Difficult to price it, as there aren't many about, but a search on Chrono24 may yield some ideas.

Good luck whatever you do


----------



## DavvaHill (Feb 28, 2013)

Sorry, I realise my post may seem a little cold.

My dad's watch inspired me and they bought me my own Rolex for my 21st (24 years ago now!!!) - all my pride is on my wrist as I type. My Mum would rather the value be put to use than the watch sit in a drawer (in it's original box btw).

Ed - thanks for the reply btw.


----------



## ed335d (Aug 29, 2012)

DavvaHill said:


> Ed - thanks for the reply btw.


No problem :thumbsup:

A picture or two may help someone with a bit more knowledge than me to help with a valuation.

You could also provide a picture of yours!


----------



## Faze (Mar 1, 2013)

I'm sorry to hear of your sad news, I lost my father 3 years ago and had to clear his affects too, not a job I enjoyed or would wish on anyone.

But to help you with your question, to gauge a price on items I wish to sell, or thinking of buying, I do an advanced search on eBay for completed items, this give me a 'going rate'.

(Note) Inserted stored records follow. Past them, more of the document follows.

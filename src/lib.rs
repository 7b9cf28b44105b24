//! Core library for the Harrier test-machine harness.
//!
//! The crate renders boot configurations (Ignition, cloud-config or shell
//! scripts) for disposable machines, provisions those machines through a
//! backend abstraction with bounded retries, and tears them down while
//! keeping their serial console and systemd journal on disk. A Scaleway
//! backend is included.

pub mod backend;
pub mod cluster;
pub mod conf;
pub mod config;
pub mod console;
pub mod context;
pub mod journal;
pub mod machine;
pub mod remote;
pub mod scaleway;
pub mod session;
pub mod test_support;

pub use backend::{Backend, BackendFuture, CreateRequest, Device, MachineAddresses};
pub use cluster::{Cluster, ClusterError, TeardownSummary};
pub use conf::{ConfError, ConfigDocument, ConfigKind, Platform, RenderedConfig};
pub use config::{ConfigError, HarnessConfig, ScalewayConfig};
pub use context::RuntimeContext;
pub use machine::{Machine, MachineError, MachineHandle};
pub use remote::{
    RemoteCommandOutput, RemoteError, RemoteExecutor, SshConfig, SshCredentials, SshExecutor,
};
pub use scaleway::{ScalewayBackend, ScalewayBackendError};
pub use session::{ProvisionError, ProvisionedMachine, ProvisioningSession, SessionState};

The below search was for Rolex Oyster Speedking.

If this is a true value, I too would be inclined to keep it in the family.

http://www.ebay.co.uk/sch/i.html?_from=R40&_nkw=Rolex+Oyster+Speedking&_in_kw=1&_ex_kw=&_sacat=0&_okw=&_oexkw=&_adv=1&LH_Complete=1&_udlo=&_udhi=&LH_Auction=1&_samilow=&_samihi=&_sadis=200&_fpos=&LH_SALE_CURRENCY=0&_sop=12&_dmd=1&_ipg=50


----------



## DavvaHill (Feb 28, 2013)

Faze - thanks for the reply - it's that kind of response that made me register for the forum.

How do I add a picture (My Media)?


----------



## Faze (Mar 1, 2013)

There's a tutorial here http://www.thewatchforum.co.uk/index.php?showtopic=13637&st=0

I use Imageshack, but if you are having issues, just shout and I'll pass you my email and I'll up it for you.


----------



## aroma (Dec 11, 2009)

I do believe that Poshtime have a couple for sale at the moment - take a look and get some idea of what a dealer charges

Cheers


----------



## scottswatches (Sep 22, 2009)

first you do your research - which is what you are doing now, so full marks!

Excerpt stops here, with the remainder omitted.